# Turning into a Siamese!?



## FallDeere (Sep 29, 2011)

I brought home two little baby ratties from a petstore on January 15th.
Here are a few pictures taken within 48 hours of them getting home.





















And today little Cricket (the capped one) looks like this.










I didn't want to believe it when someone on this forum said he could turn into a Siamese, but here he is losing his cap. I had a horrible experience with a dumbo Siamese before and have since had trouble even looking at pictures of them.  However, little Cricket is going to help me get past that! He's shy, but very very sweet. He used to be the most fearful of the two, running and hiding when I came near, but now every morning both he and Meeko (the agouti in the first picture) are out waiting for me!

I love my two new boys so much and can't wait to have all four boys in my new DCN! (once it gets here...) Speaking of cages, the cage they're in is temporary and definitely not suitable for even a single rat half the size of my new babies.


----------



## Eden10 (Aug 11, 2012)

It was me who told you he might! Haha wow! Def don't let your past experience affect you...my friends Siamese babies are the sweetest out of all her ratties!Plus a lot of people on here are gonna be very jelous...lots of Siamese/Himi fans including myself as I own a Himi Beautiful rattie! Keep posting pics of how he changes, its interesting to see


----------



## JessyGene (Feb 27, 2012)

I think it will be a great way for you to get over your bad experience and come to like siamese rats. I think they are adorable. My siamese rat, Koko, was very special to me so I have a soft spot for all siamese rats now, so I can understand how having a bad experience with one could have the opposite effect. I hope having a sweet one of your own will help you change your mind! Your rat is very cute

(sorry if my display pic freaks you out by the way).


----------



## FallDeere (Sep 29, 2011)

Thanks for your concern, JessyGene.  That rat _is _adorable!

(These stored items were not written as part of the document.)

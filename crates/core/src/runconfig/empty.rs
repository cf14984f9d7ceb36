//! No-op resolver.

use async_trait::async_trait;

use super::{ResolverError, RunConfigResolver, RunConfiguration};
use crate::run::RunHandle;

/// Default resolver for steps whose processor needs no per-run settings.
#[derive(Debug, Clone, Default)]
pub struct EmptyResolver;

impl EmptyResolver {
    pub fn new() -> Self {
        Self
    }
}

#[async_trait]
impl RunConfigResolver for EmptyResolver {
    fn name(&self) -> &str {
        "empty"
    }

    async fn resolve(&self, _run: &RunHandle) -> Result<RunConfiguration, ResolverError> {
        Ok(RunConfiguration::new())
    }
}
#[cfg(test)]
mod tests {
    use super::*;

    fn unit(s: &str) -> Unit {
        UnitRegistry::builtin().parse(s).unwrap()
    }

    #[test]
    fn test_dimensionless_forms() {
        assert_eq!(unit(""), Unit::dimensionless());
        assert_eq!(unit("1"), Unit::dimensionless());
        assert_eq!(unit("dimensionless"), Unit::default());
        assert!(unit("").is_dimensionless());
        assert_eq!(unit("").to_string(), "dimensionless");
    }

    #[test]
    fn test_prefix_conversion() {
        let factor = unit("kg").factor_to(&unit("g")).unwrap();
        assert!((factor - 1000.0).abs() < 1e-9);

        let factor = unit("Mt").factor_to(&unit("kg")).unwrap();
        assert!((factor - 1e9).abs() < 1e-3);
    }

    #[test]
    fn test_incompatible() {
        let err = unit("kg").factor_to(&unit("s")).unwrap_err();
        assert_eq!(
            err,
            UnitError::Incompatible {
                from: "kg".into(),
                to: "s".into()
            }
        );
    }

    #[test]
    fn test_compose_symbolic() {
        let energy = unit("MJ");
        let time = unit("hour");
        let power = energy.div(&time);
        assert_eq!(power.to_string(), "MJ/hour");

        let factor = power.factor_to(&unit("kW")).unwrap();
        assert!((factor - 1.0 / 3.6).abs() < 1e-9);
    }

    #[test]
    fn test_simplification() {
        let u = unit("m^2/m");
        assert_eq!(u.to_string(), "m");
        assert_eq!(unit("kg*m/s").to_string(), "kg*m/s");
        assert_eq!(unit("1/s").to_string(), "1/s");
        assert_eq!(unit("kg").div(&unit("kg")), Unit::dimensionless());
    }

    #[test]
    fn test_left_associative_division() {
        assert_eq!(unit("a/b*c").to_string(), "a*c/b");
        assert_eq!(unit("a/b/c").to_string(), "a/b/c");
    }

    #[test]
    fn test_percent_replacement() {
        let pct = unit("%");
        assert_eq!(pct.to_string(), "percent");
        let factor = pct.factor_to(&Unit::dimensionless()).unwrap();
        assert!((factor - 0.01).abs() < 1e-12);
    }

    #[test]
    fn test_unknown_symbols_are_own_dimension() {
        assert!(unit("USD").is_compatible(&unit("USD")));
        assert!(!unit("USD").is_compatible(&unit("EUR")));
        assert!(unit("kUSD").factor_to(&unit("USD")).is_err());
    }

    #[test]
    fn test_define() {
        let mut reg = UnitRegistry::builtin();
        reg.define("USD", "[currency]").unwrap();
        reg.define("kUSD_2010", "USD").unwrap();
        let a = reg.parse("kUSD").unwrap();
        let b = reg.parse("USD").unwrap();
        assert!((a.factor_to(&b).unwrap() - 1e3).abs() < 1e-9);
        assert!(reg.parse("kUSD_2010").unwrap().is_compatible(&b));
    }

    #[test]
    fn test_private_definition_survives_serde() {
        let mut reg = UnitRegistry::builtin();
        reg.define("kWa_x", "kW*a").unwrap();
        let private = reg.parse("kWa_x").unwrap();

        let text = serde_json::to_string(&private).unwrap();
        let back: Unit = serde_json::from_str(&text).unwrap();
        assert_eq!(back, private);
        assert_eq!(back.to_string(), "kWa_x");
        assert!((back.factor_to(&unit("MWh")).unwrap() - 8.766).abs() < 1e-9);

        // Units the built-in registry knows stay plain text.
        assert_eq!(serde_json::to_string(&unit("kg/s")).unwrap(), r#""kg/s""#);
    }

    #[test]
    fn test_parse_errors() {
        let reg = UnitRegistry::builtin();
        assert!(reg.parse("kg*").is_err());
        assert!(reg.parse("m^x").is_err());
        assert!(reg.parse("10*m").is_err());
        assert!(reg.parse("(kg)").is_err());
    }
}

It's been probably over a year since that bad experience, so the horror has faded... still there, but not as strong as it was.

I know Cricket will help. He's stinkin' sweet. he keeps putting his nose in my ear, though.. Kinda hurts, rofl. But he's still awesome, as is his brother Meeko. I just hope he stays mostly white. I've seen Siamese rats that look kinda dirty because they have brown on their legs and rear end. I love Cricket's nice white coat.  His baby fur is slowly being replaced with nice sleek adult fur! He was so fluffy and now he's smooth. I'm guessing his adult coat will be fully in within the next week and a half, so he'll probably be full Siamese by then.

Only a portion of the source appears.